At 7 o’clock in the morning in August last year, at our home in Doncaster, I woke up to hear banging on the door. As soon as my mum opened the door, these men rushed in. They told us to be quick: they were shouting in our ears. They took us to the police station and then a car came and it was awful. It had a cage. For a minute, I thought to myself: Am I an animal? The journey took a long time and we ended up in Yarl’s Wood. It’s a detention centre, but it is no different from a jail.
At school I was good at science, maths and history, and I wanted to become a doctor. My teachers, they were really kind. I missed them all so much – just being at school and doing normal things with my friends. I was in Yarl’s Wood for three months. For education, I got maths for nine-year-olds and jigsaw puzzles. They don’t give you a proper education in Yarl’s Wood, and anyway I don’t think you can get educated when you know you’re in prison. I saw a mother crying for her baby because she couldn’t take it to health care, though the baby was vomiting and had a high temperature.

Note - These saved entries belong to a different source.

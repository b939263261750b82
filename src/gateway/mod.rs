//! Request/response boundary.
//!
//! Only malformed requests come back as [`Outcome::Rejected`]. Policy
//! violations, spawn failures and I/O errors are all reported as a completed
//! result with a non-zero `exitCode`.

pub mod requests;
mod serve;

pub use requests::{METHODS, Request};
pub use serve::{serve_lines, serve_stdio};

use crate::config::Config;
use crate::download::Downloader;
use crate::error::{RequestError, SessionError};
use crate::exec::{
    ElevatedCommand, ExecutionEngine, ExecutionEnv, ExecutionResult, ProcessLauncher,
    SystemLauncher,
};
use crate::files;
use crate::security::{Privilege, SecurityPolicy};
use crate::session::{EnvironmentLayout, ShellSession, setup_environment};
use requests::{collect_args, required, required_pair};
use serde::Serialize;
use serde_json::{Value, json};
use std::path::PathBuf;
use std::sync::Arc;
use tracing::{info, warn};

/// What the caller gets back for one request.
#[derive(Debug, Clone, PartialEq)]
pub enum Outcome {
    Completed(Value),
    Rejected(RequestError),
}

impl Outcome {
    pub fn is_rejected(&self) -> bool {
        matches!(self, Self::Rejected(_))
    }

    /// Wire form: the body itself, or `{"rejected": true, "error": ..}`.
    pub fn into_json(self) -> Value {
        match self {
            Self::Completed(body) => body,
            Self::Rejected(e) => json!({ "rejected": true, "error": e.to_string() }),
        }
    }
}

#[derive(Debug, Clone, Copy, PartialEq, Eq, Serialize)]
#[serde(rename_all = "camelCase")]
pub struct PrivilegeStatus {
    pub has_privilege: bool,
}

#[derive(Debug, Clone, PartialEq, Eq, Serialize)]
pub struct DirectoryInfo {
    pub path: String,
    pub home: String,
}

pub struct Gateway {
    policy: SecurityPolicy,
    engine: ExecutionEngine,
    downloader: Downloader,
    data_dir: PathBuf,
    exec_env: ExecutionEnv,
    environment_user: String,
}

impl Gateway {
    pub fn from_config(config: &Config) -> crate::Result<Self> {
        Self::with_launcher(config, Arc::new(SystemLauncher))
    }

    pub fn with_launcher(
        config: &Config,
        launcher: Arc<dyn ProcessLauncher>,
    ) -> crate::Result<Self> {
        let exec_env = ExecutionEnv::from(&config.execution);
        Ok(Self {
            policy: SecurityPolicy::from_config(&config.allowlist, &config.paths),
            engine: ExecutionEngine::new(launcher, exec_env.clone()),
            downloader: Downloader::new(&config.download)?,
            data_dir: config.resolved_data_dir(),
            exec_env,
            environment_user: config.environment.user.clone(),
        })
    }

    pub fn policy(&self) -> &SecurityPolicy {
        &self.policy
    }

    /// Initial session: `<data_dir>/home`, created if needed.
    pub fn bootstrap_session(&self) -> std::io::Result<ShellSession> {
        ShellSession::bootstrap(&self.data_dir)
    }

    pub async fn execute(
        &self,
        session: &ShellSession,
        command: &str,
        args: &[String],
    ) -> ExecutionResult {
        match self
            .policy
            .validate_command(command, args, Privilege::Standard)
        {
            Ok(validated) => self.engine.execute(&validated, session).await,
            Err(violation) => violation.into(),
        }
    }

    pub async fn execute_elevated(&self, command: &str, args: &[String]) -> ExecutionResult {
        let elevated = self
            .policy
            .validate_command(command, args, Privilege::Elevated)
            .and_then(|validated| ElevatedCommand::from_validated(&validated));
        match elevated {
            Ok(elevated) => self.engine.execute_elevated(&elevated).await,
            Err(violation) => violation.into(),
        }
    }

    pub async fn install_package(&self, package_name: &str, source: Option<&str>) -> ExecutionResult {
        self.engine
            .install_package(&self.policy, package_name, source)
            .await
    }

    pub async fn check_privileged_access(&self) -> PrivilegeStatus {
        PrivilegeStatus {
            has_privilege: self.engine.check_privileged_access().await,
        }
    }

    pub fn change_directory(
        &self,
        session: &ShellSession,
        path: &str,
    ) -> Result<ShellSession, SessionError> {
        session.change_directory(&self.policy, path)
    }

    pub fn current_directory(session: &ShellSession) -> DirectoryInfo {
        DirectoryInfo {
            path: session.cwd().display().to_string(),
            home: session.home().display().to_string(),
        }
    }

    pub fn setup_environment(&self) -> std::io::Result<(ShellSession, EnvironmentLayout)> {
        setup_environment(
            &self.data_dir,
            &self.environment_user,
            &self.exec_env.term,
            &self.exec_env.lang,
        )
    }

    /// Parse and run one request, returning the session the next request
    /// should see.
    pub async fn dispatch(&self, session: &ShellSession, value: Value) -> (ShellSession, Outcome) {
        self.run_parsed(session, Request::from_value(value)).await
    }

    /// [`Gateway::dispatch`] for one raw line of the JSON-lines protocol.
    pub async fn dispatch_line(&self, session: &ShellSession, line: &str) -> (ShellSession, Outcome) {
        self.run_parsed(session, Request::from_line(line)).await
    }

    async fn run_parsed(
        &self,
        session: &ShellSession,
        parsed: Result<Request, RequestError>,
    ) -> (ShellSession, Outcome) {
        let request = match parsed {
            Ok(request) => request,
            Err(e) => return reject(session, e),
        };
        match self.handle(session, request).await {
            Ok((next, body)) => (next, Outcome::Completed(body)),
            Err(e) => reject(session, e),
        }
    }

    #[allow(clippy::too_many_lines)]
    pub async fn handle(
        &self,
        session: &ShellSession,
        request: Request,
    ) -> Result<(ShellSession, Value), RequestError> {
        let same = |body: Value| -> Result<(ShellSession, Value), RequestError> {
            Ok((session.clone(), body))
        };

        match request {
            Request::ExecuteCommand { command, args } => {
                let command = required(command, "Command is required")?;
                let result = self.execute(session, &command, &collect_args(args)).await;
                same(to_json(&result))
            }
            Request::ExecuteRootCommand { command, args } => {
                let command = required(command, "Command is required")?;
                let result = self.execute_elevated(&command, &collect_args(args)).await;
                same(to_json(&result))
            }
            Request::InstallPackage {
                package_name,
                source,
            } => {
                let package_name = required(package_name, "Package name is required")?;
                let result = self.install_package(&package_name, source.as_deref()).await;
                same(to_json(&result))
            }
            Request::CheckRootAccess => {
                let status = self.check_privileged_access().await;
                same(json!({
                    "hasPrivilege": status.has_privilege,
                    "hasRoot": status.has_privilege,
                }))
            }
            Request::ChangeDirectory { path } => {
                let path = required(path, "Path is required")?;
                match self.change_directory(session, &path) {
                    Ok(next) => {
                        let body = json!({ "path": next.cwd().display().to_string() });
                        Ok((next, body))
                    }
                    Err(e) => {
                        warn!("change directory failed: {e}");
                        same(failure(e))
                    }
                }
            }
            Request::GetCurrentDirectory => same(to_json(&Self::current_directory(session))),
            Request::SetupLinuxEnvironment => match self.setup_environment() {
                Ok((next, layout)) => {
                    info!(home = %layout.home.display(), "session moved into linux environment");
                    let mut body = to_json(&ExecutionResult::success(format!(
                        "Linux environment setup completed at: {}",
                        layout.root.display()
                    )));
                    body["linuxRoot"] = json!(layout.root.display().to_string());
                    body["home"] = json!(layout.home.display().to_string());
                    Ok((next, body))
                }
                Err(e) => same(failure(format!("Environment setup failed: {e}"))),
            },
            Request::ListDirectory { path } => {
                same(file_json(files::list_directory(&self.policy, session, path.as_deref()).await))
            }
            Request::ReadFile { path } => {
                let path = required(path, "Path is required")?;
                same(file_json(files::read_file(&self.policy, session, &path).await))
            }
            Request::WriteFile {
                path,
                content,
                append,
            } => {
                let path = required(path, "Path is required")?;
                let content = content.unwrap_or_default();
                let append = append.unwrap_or(false);
                same(file_json(
                    files::write_file(&self.policy, session, &path, &content, append).await,
                ))
            }
            Request::DeleteFile { path, recursive } => {
                let path = required(path, "Path is required")?;
                let recursive = recursive.unwrap_or(false);
                same(file_json(
                    files::delete_path(&self.policy, session, &path, recursive).await,
                ))
            }
            Request::CreateDirectory { path, recursive } => {
                let path = required(path, "Path is required")?;
                let recursive = recursive.unwrap_or(true);
                same(file_json(
                    files::create_directory(&self.policy, session, &path, recursive).await,
                ))
            }
            Request::CopyFile {
                source,
                destination,
            } => {
                let (source, destination) =
                    required_pair(source, destination, "Source and destination are required")?;
                same(file_json(
                    files::copy_file(&self.policy, session, &source, &destination).await,
                ))
            }
            Request::MoveFile {
                source,
                destination,
            } => {
                let (source, destination) =
                    required_pair(source, destination, "Source and destination are required")?;
                same(file_json(
                    files::move_file(&self.policy, session, &source, &destination).await,
                ))
            }
            Request::DownloadFile { url, destination } => {
                let (url, destination) =
                    required_pair(url, destination, "URL and destination are required")?;
                let outcome = self
                    .downloader
                    .download(&self.policy, session, &url, &destination)
                    .await;
                same(to_json(&outcome))
            }
        }
    }
}

fn reject(session: &ShellSession, e: RequestError) -> (ShellSession, Outcome) {
    warn!("rejected request: {e}");
    (session.clone(), Outcome::Rejected(e))
}

fn to_json<T: Serialize>(value: &T) -> Value {
    serde_json::to_value(value)
        .unwrap_or_else(|e| failure(format!("failed to encode response: {e}")))
}

fn failure(message: impl ToString) -> Value {
    let result = ExecutionResult::failure(message.to_string());
    json!({
        "output": result.stdout,
        "error": result.stderr,
        "exitCode": result.exit_code,
    })
}

fn file_json<T: Serialize, E: std::fmt::Display>(result: std::result::Result<T, E>) -> Value {
    match result {
        Ok(body) => to_json(&body),
        Err(e) => {
            warn!("file operation failed: {e}");
            failure(e)
        }
    }
}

While I was there, I looked at the other people who were detained. I saw how they suffered from being in there. How they’ve just got pain in their eyes. When people are outside they’ve got that glowy thing in their eyes. In there, there isn’t even such a thing as that.
In Yarl’s Wood, my mum was sad and crying all the time. It was really hard, seeing her like that, and not knowing what to do to help. I did everything I could – I spoke to the befrienders who came to visit us and I spoke to journalists, too. I wrote letters for my mother to the European Court of Human Rights, telling about the persecution she suffered in Turkey and why we came to the UK and how we’d lived here for six years. I feel English through and through – I speak English and all my friends are here. This is my home.
We applied for bail five times. Every time they said no. Then on 15 November, at 3.25am, some officers came into the small room I share with my mother. They took us down to the reception. Five escorts arrived, one woman and four men, and the woman searched our bodies in front of the waiting men. They took us to a black van – two escorts sat next to me, one next to my mum, the other two in the front. They chatted among themselves during the journey. After a while they fell asleep. I looked out of the window, but it was dark. I was thinking: What are my friends doing? Will I see my school again? Why do I have to go into a country I don’t know?
I felt angry with everyone. When we arrived at Heathrow, an officer said to me: “You know if you refuse to go on the plane, we’ll put handcuffs on you and tie your feet. Tell your mum what I said.” They drove us right next to the plane. They took my mum out, and my mum started crying more and tried not to go up the steps. The officer went on top of her, pushed her on to the floor, and hit her with the handcuffs. She was bruised and cut. He handcuffed her, and dragged her off the tarmac and up the steps to the very back of the plane.
I started crying, as I was scared. Two escorts held me by the hands. I kept saying: “Let me go.” But one pinched my hands to make me go. On the plane, the officer sat next to my mother. She kept crying – he kept telling her: “Shut up, shut up.” They sat me between two escorts who kept twisting my hands very hard. I kept saying: “I want to speak to the pilot.” A teenage passenger started taking mobile-phone pictures. The plane moved a bit, then the pilot said over the intercom: “We are sorry for the disturbance. The deportees should be offloaded.” So they took us back to Yarl’s Wood, and then we were taken to Bedford Hospital.
When I was in hospital one day, on my birthday, the Children’s Commissioner, Sir Al Aynsley-Green, came to see me, and the next day we were released. First, we were sent to an induction centre, where I started a new school, and then to Newcastle, where I had to start all over again in another school. But then our case was heard again and we have refugee status. In my school report this summer, they said I was an excellent student. I am making a new start and one day I will show everyone what I am capable of. But I will never forget Yarl’s Wood.